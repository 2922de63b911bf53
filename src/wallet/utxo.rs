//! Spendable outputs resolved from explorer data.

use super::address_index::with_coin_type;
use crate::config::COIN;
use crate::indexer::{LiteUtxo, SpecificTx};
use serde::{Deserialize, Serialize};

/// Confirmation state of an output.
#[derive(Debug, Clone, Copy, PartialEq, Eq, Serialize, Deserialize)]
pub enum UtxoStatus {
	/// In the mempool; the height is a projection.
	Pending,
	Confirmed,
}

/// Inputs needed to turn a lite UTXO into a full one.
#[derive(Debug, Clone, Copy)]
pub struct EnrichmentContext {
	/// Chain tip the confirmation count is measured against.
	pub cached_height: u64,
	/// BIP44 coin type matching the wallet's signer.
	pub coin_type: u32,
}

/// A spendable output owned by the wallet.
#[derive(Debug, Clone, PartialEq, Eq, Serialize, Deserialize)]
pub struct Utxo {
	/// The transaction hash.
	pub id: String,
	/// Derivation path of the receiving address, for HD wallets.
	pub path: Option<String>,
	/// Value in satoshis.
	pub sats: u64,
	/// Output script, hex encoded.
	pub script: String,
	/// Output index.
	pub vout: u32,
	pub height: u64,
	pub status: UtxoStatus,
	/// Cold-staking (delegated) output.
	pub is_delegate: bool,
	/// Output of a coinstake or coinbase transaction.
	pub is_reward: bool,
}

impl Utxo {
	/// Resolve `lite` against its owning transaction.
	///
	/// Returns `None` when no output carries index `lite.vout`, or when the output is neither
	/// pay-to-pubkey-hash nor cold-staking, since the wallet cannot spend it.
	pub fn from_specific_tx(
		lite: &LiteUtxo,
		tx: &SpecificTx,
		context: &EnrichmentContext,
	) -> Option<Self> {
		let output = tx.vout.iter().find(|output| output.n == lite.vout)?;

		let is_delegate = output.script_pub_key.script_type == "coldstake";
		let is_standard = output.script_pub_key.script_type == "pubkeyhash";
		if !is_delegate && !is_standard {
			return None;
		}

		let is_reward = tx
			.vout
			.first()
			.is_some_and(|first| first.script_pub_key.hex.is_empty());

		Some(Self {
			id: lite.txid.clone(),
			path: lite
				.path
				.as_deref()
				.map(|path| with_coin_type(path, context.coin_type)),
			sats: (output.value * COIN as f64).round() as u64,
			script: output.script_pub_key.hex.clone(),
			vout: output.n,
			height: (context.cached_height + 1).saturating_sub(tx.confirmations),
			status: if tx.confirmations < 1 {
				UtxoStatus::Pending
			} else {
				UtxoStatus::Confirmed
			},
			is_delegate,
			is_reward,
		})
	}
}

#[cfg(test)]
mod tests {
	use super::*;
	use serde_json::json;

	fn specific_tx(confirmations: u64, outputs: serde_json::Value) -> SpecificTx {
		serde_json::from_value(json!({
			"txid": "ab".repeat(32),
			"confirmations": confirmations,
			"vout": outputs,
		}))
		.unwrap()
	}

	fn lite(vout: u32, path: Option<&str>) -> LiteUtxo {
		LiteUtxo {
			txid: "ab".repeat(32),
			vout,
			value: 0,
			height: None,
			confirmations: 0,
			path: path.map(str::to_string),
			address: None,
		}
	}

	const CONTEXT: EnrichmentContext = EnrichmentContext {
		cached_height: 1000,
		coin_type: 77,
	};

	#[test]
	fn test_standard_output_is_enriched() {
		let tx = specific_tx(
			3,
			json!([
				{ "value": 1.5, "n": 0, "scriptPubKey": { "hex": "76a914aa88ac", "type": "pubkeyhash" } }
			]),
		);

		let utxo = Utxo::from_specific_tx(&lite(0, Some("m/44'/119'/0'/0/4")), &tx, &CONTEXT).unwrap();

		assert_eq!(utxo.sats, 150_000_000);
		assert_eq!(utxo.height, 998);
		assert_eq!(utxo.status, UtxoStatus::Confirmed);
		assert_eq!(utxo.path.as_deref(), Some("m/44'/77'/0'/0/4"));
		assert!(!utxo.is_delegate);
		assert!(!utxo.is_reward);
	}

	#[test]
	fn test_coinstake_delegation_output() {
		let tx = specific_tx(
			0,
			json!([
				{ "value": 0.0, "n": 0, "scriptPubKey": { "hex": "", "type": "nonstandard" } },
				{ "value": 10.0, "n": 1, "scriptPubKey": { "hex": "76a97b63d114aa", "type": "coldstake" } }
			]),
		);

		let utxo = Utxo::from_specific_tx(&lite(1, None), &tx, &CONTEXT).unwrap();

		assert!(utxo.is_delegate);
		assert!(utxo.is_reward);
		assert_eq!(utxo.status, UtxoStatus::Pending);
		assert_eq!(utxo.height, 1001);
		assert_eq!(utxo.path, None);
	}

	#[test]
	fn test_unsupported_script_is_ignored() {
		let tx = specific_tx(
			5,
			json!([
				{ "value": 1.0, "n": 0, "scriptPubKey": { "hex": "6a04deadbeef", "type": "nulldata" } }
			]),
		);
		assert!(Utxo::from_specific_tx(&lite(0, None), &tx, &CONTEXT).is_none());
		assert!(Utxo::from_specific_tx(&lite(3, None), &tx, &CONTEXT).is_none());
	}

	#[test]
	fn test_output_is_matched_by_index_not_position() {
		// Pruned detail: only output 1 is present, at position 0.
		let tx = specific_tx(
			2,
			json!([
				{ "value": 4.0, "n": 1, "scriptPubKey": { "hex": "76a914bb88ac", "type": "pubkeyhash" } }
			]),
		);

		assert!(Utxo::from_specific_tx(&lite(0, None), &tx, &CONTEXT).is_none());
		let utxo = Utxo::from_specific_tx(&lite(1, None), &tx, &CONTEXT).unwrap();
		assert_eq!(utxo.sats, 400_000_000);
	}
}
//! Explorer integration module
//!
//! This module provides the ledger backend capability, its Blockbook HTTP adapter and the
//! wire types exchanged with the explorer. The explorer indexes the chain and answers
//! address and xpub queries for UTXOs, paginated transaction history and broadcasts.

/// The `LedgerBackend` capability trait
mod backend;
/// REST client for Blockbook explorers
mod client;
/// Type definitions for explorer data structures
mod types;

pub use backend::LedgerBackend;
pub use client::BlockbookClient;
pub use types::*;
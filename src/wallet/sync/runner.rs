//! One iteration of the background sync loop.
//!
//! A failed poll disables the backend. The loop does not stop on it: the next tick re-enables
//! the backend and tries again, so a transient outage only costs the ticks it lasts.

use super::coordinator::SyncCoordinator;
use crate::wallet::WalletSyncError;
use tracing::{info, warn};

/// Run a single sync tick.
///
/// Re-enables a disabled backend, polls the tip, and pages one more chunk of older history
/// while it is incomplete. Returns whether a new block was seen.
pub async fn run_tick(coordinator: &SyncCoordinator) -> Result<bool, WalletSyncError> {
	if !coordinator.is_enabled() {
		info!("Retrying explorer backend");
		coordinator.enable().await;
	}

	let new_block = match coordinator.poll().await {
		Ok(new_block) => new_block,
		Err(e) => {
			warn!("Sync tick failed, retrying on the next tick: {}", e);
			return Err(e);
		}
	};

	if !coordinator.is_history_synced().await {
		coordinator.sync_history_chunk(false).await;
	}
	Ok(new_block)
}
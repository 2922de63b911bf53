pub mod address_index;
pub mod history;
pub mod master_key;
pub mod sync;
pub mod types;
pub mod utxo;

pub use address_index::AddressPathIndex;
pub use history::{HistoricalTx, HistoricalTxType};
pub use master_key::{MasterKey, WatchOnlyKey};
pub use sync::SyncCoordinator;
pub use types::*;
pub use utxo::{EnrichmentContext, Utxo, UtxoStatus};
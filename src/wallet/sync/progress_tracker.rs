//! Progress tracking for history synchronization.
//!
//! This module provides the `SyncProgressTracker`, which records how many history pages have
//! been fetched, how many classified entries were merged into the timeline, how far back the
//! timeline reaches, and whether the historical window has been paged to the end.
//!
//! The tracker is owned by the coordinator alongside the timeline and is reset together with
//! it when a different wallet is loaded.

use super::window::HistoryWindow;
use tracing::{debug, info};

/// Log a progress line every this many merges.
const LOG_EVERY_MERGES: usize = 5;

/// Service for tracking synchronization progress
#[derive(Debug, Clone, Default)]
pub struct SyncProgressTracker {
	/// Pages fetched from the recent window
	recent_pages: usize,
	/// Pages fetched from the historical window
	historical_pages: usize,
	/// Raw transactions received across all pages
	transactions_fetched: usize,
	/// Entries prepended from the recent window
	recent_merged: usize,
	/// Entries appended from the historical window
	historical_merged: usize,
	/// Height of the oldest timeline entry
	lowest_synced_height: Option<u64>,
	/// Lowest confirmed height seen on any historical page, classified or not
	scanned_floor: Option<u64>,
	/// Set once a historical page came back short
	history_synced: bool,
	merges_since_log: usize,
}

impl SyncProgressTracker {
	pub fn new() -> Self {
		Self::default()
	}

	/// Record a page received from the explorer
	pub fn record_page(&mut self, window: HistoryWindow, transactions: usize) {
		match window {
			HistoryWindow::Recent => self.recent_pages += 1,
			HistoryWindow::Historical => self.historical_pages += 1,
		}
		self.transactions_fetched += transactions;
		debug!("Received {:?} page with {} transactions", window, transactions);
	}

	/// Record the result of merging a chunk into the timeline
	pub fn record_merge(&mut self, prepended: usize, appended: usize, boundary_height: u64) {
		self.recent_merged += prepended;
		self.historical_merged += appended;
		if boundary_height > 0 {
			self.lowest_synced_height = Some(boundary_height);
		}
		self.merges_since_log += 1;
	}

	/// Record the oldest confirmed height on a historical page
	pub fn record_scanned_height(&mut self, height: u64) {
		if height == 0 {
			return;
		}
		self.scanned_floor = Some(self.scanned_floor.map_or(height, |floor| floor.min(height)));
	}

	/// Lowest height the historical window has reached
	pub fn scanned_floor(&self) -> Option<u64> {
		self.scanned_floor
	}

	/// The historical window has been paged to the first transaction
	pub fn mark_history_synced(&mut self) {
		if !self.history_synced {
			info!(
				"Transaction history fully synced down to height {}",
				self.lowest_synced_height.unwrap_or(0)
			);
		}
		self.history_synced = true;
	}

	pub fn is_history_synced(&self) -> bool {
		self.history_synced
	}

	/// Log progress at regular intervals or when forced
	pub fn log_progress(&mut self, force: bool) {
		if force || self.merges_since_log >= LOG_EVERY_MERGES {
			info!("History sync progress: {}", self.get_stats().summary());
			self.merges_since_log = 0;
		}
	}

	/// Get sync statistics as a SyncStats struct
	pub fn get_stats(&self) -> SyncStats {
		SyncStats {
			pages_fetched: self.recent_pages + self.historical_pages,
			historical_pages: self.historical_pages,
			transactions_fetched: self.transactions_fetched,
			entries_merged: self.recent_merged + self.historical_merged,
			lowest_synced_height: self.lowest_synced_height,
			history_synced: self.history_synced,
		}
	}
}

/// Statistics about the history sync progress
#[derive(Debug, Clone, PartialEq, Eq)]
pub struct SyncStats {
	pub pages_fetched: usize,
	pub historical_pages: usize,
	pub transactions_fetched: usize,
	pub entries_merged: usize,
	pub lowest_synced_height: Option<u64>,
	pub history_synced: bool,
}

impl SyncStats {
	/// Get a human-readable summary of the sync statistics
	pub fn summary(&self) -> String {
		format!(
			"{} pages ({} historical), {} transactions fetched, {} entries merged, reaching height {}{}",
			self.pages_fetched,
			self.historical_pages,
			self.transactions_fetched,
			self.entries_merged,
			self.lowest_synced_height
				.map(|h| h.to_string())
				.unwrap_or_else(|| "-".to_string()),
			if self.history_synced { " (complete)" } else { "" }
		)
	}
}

What the task asks –
Within the material above, copy exactly the lines from the line that holds "use super::window::HistoryWindow;" up to and including the line that holds "pub struct SyncProgressTracker".

Solution below –
use super::window::HistoryWindow;
use tracing::{debug, info};

/// Log a progress line every this many merges.
const LOG_EVERY_MERGES: usize = 5;

/// Service for tracking synchronization progress
#[derive(Debug, Clone, Default)]
pub struct SyncProgressTracker {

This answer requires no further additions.